Yes, there's some commentary on materialism and confusion between wealth and happiness, but it's slight. Mostly, the film serves as an opportunity for its audience to spend ninety minutes feeling superior to a bunch of morons.

You know who finds that entertaining? Bad people. I regret reneging on my resolution never to see another Michael Bay movie. Bad decision.

Friday, August 15, 2014

Guardians of the Galaxy

After a brief prologue, Guardians of the Galaxy kicks off with likable star Chris Pratt basically re-creating the opening sequence of Raiders of the Lost Ark while boogieing to '70s soft rock. So far, so good. Then, Michael Rooker shows up as a blue-faced alien scoundrel. This you must know: while the presence of Michael Rooker is not a guarantee of quality, it is a guarantee of awesomeness. Boom. I'm in.

Soon enough, here comes Zoe Saldana, reigning queen of the big-budget science fiction adventure, put into immediate conflict with Doctor Who's Karen Gillan. We are cooking.

Guardians of the Galaxy doesn't squander its early goodwill. It takes its simple MacGuffin chase of a plot and layers it with yet more endearing characters; clever homages to films as diverse as Pulp Fiction, Slither, Footloose, and Howard the Duck; and loads and loads of well-played banter. All of this adds up to a light, fun, and exciting space opera that had my whole family laughing out loud and rocking along for a solid two hours.

As I write about it, however, I find that I'm having trouble sinking my teeth into it.  It's bouncy.  It's fun.  I'll enjoy seeing it again when it hits Netflix.  But it doesn't give me much to think about.  It's the cotton candy of movies.

That said, I like cotton candy.  Guardians of the Galaxy worked for me.

Wednesday, August 06, 2014

Robot & Frank

When someone goes out of his way to recommend a film to me, I hesitate to see it. What if I think it stinks and I hurt that person's feelings?

Someone went out of his way to recommend Robot & Frank to me. 

Here's the story: it's the near future. Dracula (Frank Langella) has given up his vampirism and is now a sad, lonely old man with dementia. The highlight of his week is walk to the local library, where he flirts with librarian Janet Weiss (Susan Sarandon). Oh, to be young and living in a castle again!

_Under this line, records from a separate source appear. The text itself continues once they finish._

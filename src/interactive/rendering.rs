//! TUI rendering with ratatui

use super::app::{App, InputMode, MessageStyle};
use crate::output::formatters::{create_progress_bar, entropy_bar};
use ratatui::{
    Frame,
    layout::{Alignment, Constraint, Direction, Layout, Rect},
    style::{Color, Modifier, Style},
    text::{Line, Span},
    widgets::{Block, BorderType, Borders, Gauge, List, ListItem, Paragraph, Wrap},
};

/// Pools at or below this size are listed word by word
const LIST_LIMIT: usize = 12;

/// Main UI rendering function
pub fn ui(f: &mut Frame, app: &App) {
    let chunks = Layout::default()
        .direction(Direction::Vertical)
        .constraints([
            Constraint::Length(3), // Header
            Constraint::Min(10),   // Main content
            Constraint::Length(5), // Input area
            Constraint::Length(3), // Status bar
        ])
        .split(f.area());

    render_header(f, chunks[0]);

    let main_chunks = Layout::default()
        .direction(Direction::Horizontal)
        .constraints([Constraint::Percentage(60), Constraint::Percentage(40)])
        .split(chunks[1]);

    render_main_panel(f, app, main_chunks[0]);
    render_info_panel(f, app, main_chunks[1]);
    render_input(f, app, chunks[2]);
    render_status(f, app, chunks[3]);
}

fn render_header(f: &mut Frame, area: Rect) {
    let header = Paragraph::new("🎯 WORDLE SUGGEST - Interactive Mode")
        .style(
            Style::default()
                .fg(Color::Cyan)
                .add_modifier(Modifier::BOLD),
        )
        .alignment(Alignment::Center)
        .block(
            Block::default()
                .borders(Borders::ALL)
                .border_type(BorderType::Rounded)
                .style(Style::default().fg(Color::Cyan)),
        );
    f.render_widget(header, area);
}

fn render_main_panel(f: &mut Frame, app: &App, area: Rect) {
    let chunks = Layout::default()
        .direction(Direction::Vertical)
        .constraints([
            Constraint::Percentage(40), // Current guess and ranking
            Constraint::Percentage(30), // Candidates
            Constraint::Percentage(30), // History
        ])
        .split(area);

    render_current_guess(f, app, chunks[0]);
    render_candidates(f, app, chunks[1]);
    render_history(f, app, chunks[2]);
}

fn render_current_guess(f: &mut Frame, app: &App, area: Rect) {
    let block = Block::default()
        .title(" Current Guess ")
        .borders(Borders::ALL)
        .border_type(BorderType::Rounded);

    let Some(ref guess) = app.current_guess else {
        let text = if app.input_mode == InputMode::WinCelebration {
            "Solved!"
        } else {
            "No suggestion available"
        };
        f.render_widget(Paragraph::new(text).block(block), area);
        return;
    };

    let candidates = app.candidates_count();
    let label = if guess.suggested { "Suggested: " } else { "Playing:   " };
    let metrics = &guess.metrics;

    let mut content = vec![
        Line::from(vec![
            Span::raw(label),
            Span::styled(
                guess.word.text().to_uppercase(),
                Style::default()
                    .fg(Color::Yellow)
                    .add_modifier(Modifier::BOLD),
            ),
        ]),
        Line::from(format!(
            "Entropy:   [{}] {:.3} bits",
            entropy_bar(metrics.entropy, candidates, 18),
            metrics.entropy
        )),
        Line::from(format!(
            "Expected:  {:.1} left, worst {}",
            metrics.expected_remaining, metrics.max_partition
        )),
    ];

    if app.suggestions.len() > 1 {
        let others = app
            .suggestions
            .iter()
            .skip(1)
            .map(|s| format!("{} {:.2}", s.word.text().to_uppercase(), s.entropy))
            .collect::<Vec<_>>()
            .join("  ");
        content.push(Line::from(Span::styled(
            format!("Also:      {others}"),
            Style::default().fg(Color::DarkGray),
        )));
    }

    let paragraph = Paragraph::new(content)
        .block(block)
        .wrap(Wrap { trim: false });
    f.render_widget(paragraph, area);
}

fn render_candidates(f: &mut Frame, app: &App, area: Rect) {
    let pool = app.session.pool();

    let content = if pool.is_empty() {
        vec![Line::from("No candidates remain")]
    } else if pool.len() <= LIST_LIMIT {
        pool.iter()
            .map(|candidate| {
                let entropy = app
                    .suggestions
                    .iter()
                    .find(|s| s.word == candidate)
                    .map_or(0.0, |s| s.entropy);
                Line::from(vec![
                    Span::raw("  "),
                    Span::styled(
                        format!("{:<5}", candidate.text().to_uppercase()),
                        Style::default().fg(Color::Green),
                    ),
                    Span::styled(format!(" {entropy:.2}b"), Style::default().fg(Color::Cyan)),
                ])
            })
            .collect()
    } else {
        vec![
            Line::from(format!("{} candidates remaining", pool.len())),
            Line::from(format!(
                "Information needed: {:.2} bits",
                (pool.len() as f64).log2()
            )),
        ]
    };

    let paragraph = Paragraph::new(content).block(
        Block::default()
            .title(" Candidates ")
            .borders(Borders::ALL)
            .style(Style::default().fg(Color::Green)),
    );

    f.render_widget(paragraph, area);
}

fn render_history(f: &mut Frame, app: &App, area: Rect) {
    let history = app.session.history();
    let items: Vec<ListItem> = history
        .iter()
        .zip(&app.turn_entropies)
        .enumerate()
        .rev()
        .take(5)
        .map(|(i, (turn, entropy))| {
            ListItem::new(format!(
                "{}: {} {} [{entropy:.1} bits] {} → {}",
                i + 1,
                turn.guess.text().to_uppercase(),
                turn.pattern.to_emoji(),
                turn.candidates_before,
                turn.candidates_after
            ))
        })
        .collect();

    let list = List::new(items).block(Block::default().title(" History ").borders(Borders::ALL));
    f.render_widget(list, area);
}

fn render_info_panel(f: &mut Frame, app: &App, area: Rect) {
    let chunks = Layout::default()
        .direction(Direction::Vertical)
        .constraints([Constraint::Percentage(50), Constraint::Percentage(50)])
        .split(area);

    render_search_progress(f, app, chunks[0]);
    render_messages(f, app, chunks[1]);
}

fn render_search_progress(f: &mut Frame, app: &App, area: Rect) {
    let total_bits = (app.session.dictionary().len().max(1) as f64).log2();
    let bits_gained = app.bits_gained();
    let current_candidates = app.candidates_count();
    let progress_pct = if total_bits > 0.0 {
        (bits_gained / total_bits * 100.0).clamp(0.0, 100.0) as u16
    } else {
        100
    };

    let gauge = Gauge::default()
        .block(
            Block::default()
                .title(" Information Gained ")
                .borders(Borders::ALL)
                .border_type(BorderType::Rounded),
        )
        .gauge_style(Style::default().fg(Color::Cyan))
        .percent(progress_pct)
        .label(format!(
            "{bits_gained:.1}/{total_bits:.1} bits | {current_candidates} candidates remain"
        ));

    f.render_widget(gauge, area);
}

fn render_messages(f: &mut Frame, app: &App, area: Rect) {
    let messages: Vec<ListItem> = app
        .messages
        .iter()
        .rev()
        .map(|msg| {
            let style = match msg.style {
                MessageStyle::Info => Style::default().fg(Color::White),
                MessageStyle::Success => Style::default().fg(Color::Green),
                MessageStyle::Error => Style::default().fg(Color::Red),
            };
            ListItem::new(msg.text.clone()).style(style)
        })
        .collect();

    let list = List::new(messages).block(Block::default().title(" Messages ").borders(Borders::ALL));
    f.render_widget(list, area);
}

fn render_input(f: &mut Frame, app: &App, area: Rect) {
    let (title, content, color) = match app.input_mode {
        InputMode::WinCelebration => (
            " 🎉 CONGRATULATIONS! 🎉 | Press 'n' for new game or 'q' to quit ",
            "",
            Color::Green,
        ),
        InputMode::Feedback => (
            " Enter Feedback (G/2=Green Y/1=Yellow -/0=Gray, or emojis) | TAB for manual word ",
            app.input_buffer.as_str(),
            Color::Yellow,
        ),
        InputMode::ManualWord => (
            " Enter Word to Try (5 letters) | ESC to cancel ",
            app.manual_word.as_str(),
            Color::Cyan,
        ),
    };

    let input = Paragraph::new(content)
        .style(Style::default().fg(color).add_modifier(Modifier::BOLD))
        .block(
            Block::default()
                .title(title)
                .borders(Borders::ALL)
                .border_type(BorderType::Double)
                .style(Style::default().fg(color)),
        );

    f.render_widget(input, area);
}

fn render_status(f: &mut Frame, app: &App, area: Rect) {
    let chunks = Layout::default()
        .direction(Direction::Horizontal)
        .constraints([
            Constraint::Percentage(25),
            Constraint::Percentage(25),
            Constraint::Percentage(25),
            Constraint::Percentage(25),
        ])
        .split(area);

    let config = app.session.ranker().config();
    let sampling = format!(
        "Sample: {}{}",
        config.sample_size,
        if config.explore { " +explore" } else { "" }
    );
    f.render_widget(
        Paragraph::new(sampling).alignment(Alignment::Center),
        chunks[0],
    );

    let win_rate = if app.stats.total_games > 0 {
        app.stats.games_won as f64 / app.stats.total_games as f64 * 100.0
    } else {
        0.0
    };
    let stats = format!(
        "Won: {}/{} [{}]",
        app.stats.games_won,
        app.stats.total_games,
        create_progress_bar(win_rate, 100.0, 8)
    );
    f.render_widget(
        Paragraph::new(stats).alignment(Alignment::Center),
        chunks[1],
    );

    let candidates = format!("Candidates: {}", app.candidates_count());
    f.render_widget(
        Paragraph::new(candidates).alignment(Alignment::Center),
        chunks[2],
    );

    let help_text = if app.candidates_count() == 0 {
        "q: Quit | n: New Game | u: Undo"
    } else {
        "q: Quit | u: Undo | Enter: Submit | TAB: Manual Word"
    };
    f.render_widget(
        Paragraph::new(help_text)
            .alignment(Alignment::Center)
            .style(Style::default().fg(Color::DarkGray)),
        chunks[3],
    );
}
//! Word lists
//!
//! Provides the default answer and guess lists compiled into the binary, and loading from
//! files.

mod embedded;
pub mod loader;

pub use embedded::{ALLOWED, ALLOWED_COUNT, ANSWERS, ANSWERS_COUNT};
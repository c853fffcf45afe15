//! Wordle Suggest
//!
//! Suggests high-information Wordle guesses. After every turn the pool of words still
//! consistent with the feedback is filtered, and a random sample of it is ranked by the
//! Shannon entropy of the feedback patterns each word would produce.
//!
//! # Quick Start
//!
//! ```rust
//! use wordle_suggest::core::{Dictionary, FeedbackPattern, Word};
//! use wordle_suggest::solver::{RankerConfig, Session};
//!
//! let (dictionary, _) = Dictionary::from_entries(["abuse", "alarm", "alloy", "arose", "alive"]);
//! let mut session = Session::new(&dictionary, RankerConfig::default().with_seed(Some(1)));
//!
//! let guess = Word::new("alarm").unwrap();
//! let pattern = FeedbackPattern::parse("GG---").unwrap();
//! session.apply(guess, pattern).unwrap();
//!
//! let suggestions = session.suggest().unwrap();
//! assert_eq!(session.pool().len(), 2);
//! assert!((suggestions[0].entropy - 1.0).abs() < 1e-12);
//! ```

// Core domain types
pub mod core;

// Filtering and ranking
pub mod solver;

// Word lists
pub mod wordlists;

// Command implementations
pub mod commands;

// Terminal output formatting
pub mod output;

// Interactive TUI interface
pub mod interactive;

Anyway, Langella's son (James Marsden) worries about him, so he buys him a semi-anthropomorphic robot to help out around the house. Langella regains his vigor and decides to reembark on a previous career (with the robot's help): high-end jewel thief.

That's about the time I fell asleep. When I woke up, the third act was getting started. I gutted it out, but I never got into the film.

I fell asleep because Robot & Frank never gave me a reason to care about Frank, beside the fact that he was played by an actor who had once delivered one of cinema's greatest Transylvanian counts. Since I didn't care about him, I didn't care about what happened to him. When I returned to the film after my short doze, nothing happened to change that fact.

Sorry, buddy. I wish had liked it.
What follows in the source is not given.